(Data excerpts)
○ ○ ○

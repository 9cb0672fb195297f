//! Account repository implementation.

use sqlx::PgPool;

use cuti_core::error::{AppError, ErrorKind};
use cuti_core::result::AppResult;
use cuti_core::types::pagination::{PageRequest, PageResponse};
use cuti_entity::account::{Account, AccountFilter, CreateAccount, UpdateAccount};

/// Projection shared by every query; joins the owning department.
const ACCOUNT_COLUMNS: &str = "a.username, a.name, a.email, a.password_hash, \
     a.password_expired_at, a.flag_active, a.role, a.department_id, \
     d.name AS department_name, d.email AS department_email, \
     a.created_at, a.updated_at";

const SEARCH_PREDICATE: &str = "($1::text IS NULL OR a.name ILIKE '%' || $1 || '%') \
     AND ($2::text IS NULL OR a.email ILIKE '%' || $2 || '%') \
     AND ($3::account_role IS NULL OR a.role = $3) \
     AND ($4::boolean IS NULL OR a.flag_active = $4)";

/// Repository for account persistence and search.
#[derive(Debug, Clone)]
pub struct AccountRepository {
    pool: PgPool,
}

impl AccountRepository {
    pub fn new(pool: PgPool) -> Self {
        Self { pool }
    }

    /// Find an account by its username.
    pub async fn find_by_username(&self, username: &str) -> AppResult<Option<Account>> {
        let sql = format!(
            "SELECT {ACCOUNT_COLUMNS} FROM accounts a \
             JOIN departments d ON d.id = a.department_id \
             WHERE a.username = $1"
        );
        sqlx::query_as::<_, Account>(&sql)
            .bind(username)
            .fetch_optional(&self.pool)
            .await
            .map_err(|e| {
                AppError::with_source(ErrorKind::Database, "Failed to find account by username", e)
            })
    }

    /// Find an account already holding `username` or `email`.
    pub async fn find_conflicting(&self, username: &str, email: &str) -> AppResult<Option<Account>> {
        let sql = format!(
            "SELECT {ACCOUNT_COLUMNS} FROM accounts a \
             JOIN departments d ON d.id = a.department_id \
             WHERE a.username = $1 OR a.email = $2 \
             ORDER BY (a.username = $1) DESC LIMIT 1"
        );
        sqlx::query_as::<_, Account>(&sql)
            .bind(username)
            .bind(email)
            .fetch_optional(&self.pool)
            .await
            .map_err(|e| {
                AppError::with_source(ErrorKind::Database, "Failed to check account uniqueness", e)
            })
    }

    /// Paginated search, ordered by username.
    pub async fn search(
        &self,
        filter: &AccountFilter,
        page: &PageRequest,
    ) -> AppResult<PageResponse<Account>> {
        let count_sql = format!("SELECT COUNT(*) FROM accounts a WHERE {SEARCH_PREDICATE}");
        let total: i64 = sqlx::query_scalar(&count_sql)
            .bind(&filter.name)
            .bind(&filter.email)
            .bind(filter.role)
            .bind(filter.flag_active)
            .fetch_one(&self.pool)
            .await
            .map_err(|e| AppError::with_source(ErrorKind::Database, "Failed to count accounts", e))?;

        let sql = format!(
            "SELECT {ACCOUNT_COLUMNS} FROM accounts a \
             JOIN departments d ON d.id = a.department_id \
             WHERE {SEARCH_PREDICATE} \
             ORDER BY a.username ASC LIMIT $5 OFFSET $6"
        );
        let accounts = sqlx::query_as::<_, Account>(&sql)
            .bind(&filter.name)
            .bind(&filter.email)
            .bind(filter.role)
            .bind(filter.flag_active)
            .bind(page.limit())
            .bind(page.offset())
            .fetch_all(&self.pool)
            .await
            .map_err(|e| AppError::with_source(ErrorKind::Database, "Failed to search accounts", e))?;

        Ok(PageResponse::new(accounts, page, total as u64))
    }

    /// Insert a new account and return it joined with its department.
    pub async fn create(&self, data: &CreateAccount) -> AppResult<Account> {
        let sql = format!(
            "WITH a AS ( \
                 INSERT INTO accounts (username, name, email, password_hash, \
                                       password_expired_at, flag_active, role, department_id) \
                 VALUES ($1, $2, $3, $4, $5, $6, $7, $8) RETURNING * \
             ) \
             SELECT {ACCOUNT_COLUMNS} FROM a JOIN departments d ON d.id = a.department_id"
        );
        sqlx::query_as::<_, Account>(&sql)
            .bind(&data.username)
            .bind(&data.name)
            .bind(&data.email)
            .bind(&data.password_hash)
            .bind(data.password_expired_at)
            .bind(data.flag_active)
            .bind(data.role)
            .bind(data.department_id)
            .fetch_one(&self.pool)
            .await
            .map_err(|e| map_write_error(e, "Failed to create account"))
    }

    /// Apply a partial update; absent fields keep their value.
    pub async fn update(&self, username: &str, data: &UpdateAccount) -> AppResult<Account> {
        let (password_hash, password_expired_at) = match &data.credential {
            Some(c) => (Some(c.password_hash.as_str()), Some(c.password_expired_at)),
            None => (None, None),
        };

        let sql = format!(
            "WITH a AS ( \
                 UPDATE accounts SET name = COALESCE($2, name), \
                                     department_id = COALESCE($3, department_id), \
                                     role = COALESCE($4, role), \
                                     flag_active = COALESCE($5, flag_active), \
                                     password_hash = COALESCE($6, password_hash), \
                                     password_expired_at = COALESCE($7, password_expired_at), \
                                     updated_at = NOW() \
                 WHERE username = $1 RETURNING * \
             ) \
             SELECT {ACCOUNT_COLUMNS} FROM a JOIN departments d ON d.id = a.department_id"
        );
        sqlx::query_as::<_, Account>(&sql)
            .bind(username)
            .bind(&data.name)
            .bind(data.department_id)
            .bind(data.role)
            .bind(data.flag_active)
            .bind(password_hash)
            .bind(password_expired_at)
            .fetch_optional(&self.pool)
            .await
            .map_err(|e| map_write_error(e, "Failed to update account"))?
            .ok_or_else(|| AppError::not_found("User tidak ditemukan"))
    }
}

fn map_write_error(e: sqlx::Error, context: &'static str) -> AppError {
    match e {
        sqlx::Error::Database(ref db_err) if db_err.constraint() == Some("accounts_pkey") => {
            AppError::conflict("Username sudah terdaftar")
        }
        sqlx::Error::Database(ref db_err) if db_err.constraint() == Some("accounts_email_key") => {
            AppError::conflict("Email sudah terdaftar")
        }
        sqlx::Error::Database(ref db_err)
            if db_err.constraint() == Some("accounts_department_id_fkey") =>
        {
            AppError::validation("Departemen tidak ditemukan")
        }
        _ => AppError::with_source(ErrorKind::Database, context, e),
    }
}
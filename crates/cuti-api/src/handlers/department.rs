//! Department handlers.

use axum::Json;
use axum::extract::{Path, State};
use axum::http::StatusCode;

use crate::dto::request::{CreateDepartmentRequest, DepartmentSearchQuery, UpdateDepartmentRequest};
use crate::dto::response::{DataResponse, DepartmentResponse, PagedResponse};
use crate::dto::rules::DEPARTMENT_ID_FORMAT;
use crate::error::ApiResult;
use crate::extractors::path::parse_uuid;
use crate::extractors::{AuthUser, ValidatedJson, ValidatedQuery};
use crate::state::AppState;

/// POST /api/v1/departement
pub async fn create(
    State(state): State<AppState>,
    auth: AuthUser,
    ValidatedJson(req): ValidatedJson<CreateDepartmentRequest>,
) -> ApiResult<(StatusCode, Json<DataResponse<DepartmentResponse>>)> {
    let department = state.department_service.create(&auth, req.into()).await?;
    Ok((
        StatusCode::CREATED,
        Json(DataResponse::new(department.into())),
    ))
}

/// GET /api/v1/departement/{id}
pub async fn get(
    State(state): State<AppState>,
    auth: AuthUser,
    Path(id): Path<String>,
) -> ApiResult<Json<DataResponse<DepartmentResponse>>> {
    let id = parse_uuid(&id, DEPARTMENT_ID_FORMAT)?;
    let department = state.department_service.get(&auth, id).await?;
    Ok(Json(DataResponse::new(department.into())))
}

/// PATCH /api/v1/departement/{id}
pub async fn update(
    State(state): State<AppState>,
    auth: AuthUser,
    Path(id): Path<String>,
    ValidatedJson(req): ValidatedJson<UpdateDepartmentRequest>,
) -> ApiResult<Json<DataResponse<DepartmentResponse>>> {
    let id = parse_uuid(&id, DEPARTMENT_ID_FORMAT)?;
    let department = state
        .department_service
        .update(&auth, id, req.into())
        .await?;
    Ok(Json(DataResponse::new(department.into())))
}

/// DELETE /api/v1/departement/{id}
pub async fn remove(
    State(state): State<AppState>,
    auth: AuthUser,
    Path(id): Path<String>,
) -> ApiResult<Json<DataResponse<&'static str>>> {
    let id = parse_uuid(&id, DEPARTMENT_ID_FORMAT)?;
    state.department_service.remove(&auth, id).await?;
    Ok(Json(DataResponse::new("OK")))
}

/// GET /api/v1/departement and /api/v1/departement/search
pub async fn search(
    State(state): State<AppState>,
    ValidatedQuery(query): ValidatedQuery<DepartmentSearchQuery>,
) -> ApiResult<Json<PagedResponse<DepartmentResponse>>> {
    let (filter, page) = query.into_parts();
    let result = state.department_service.search(filter, page).await?;
    Ok(Json(result.into()))
}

○ ○ ○

EXERCISE:
If a line of the records includes the string "constraint", copy it out.

RESULT BELOW:
        sqlx::Error::Database(ref db_err) if db_err.constraint() == Some("accounts_pkey") => {
        sqlx::Error::Database(ref db_err) if db_err.constraint() == Some("accounts_email_key") => {
            if db_err.constraint() == Some("accounts_department_id_fkey") =>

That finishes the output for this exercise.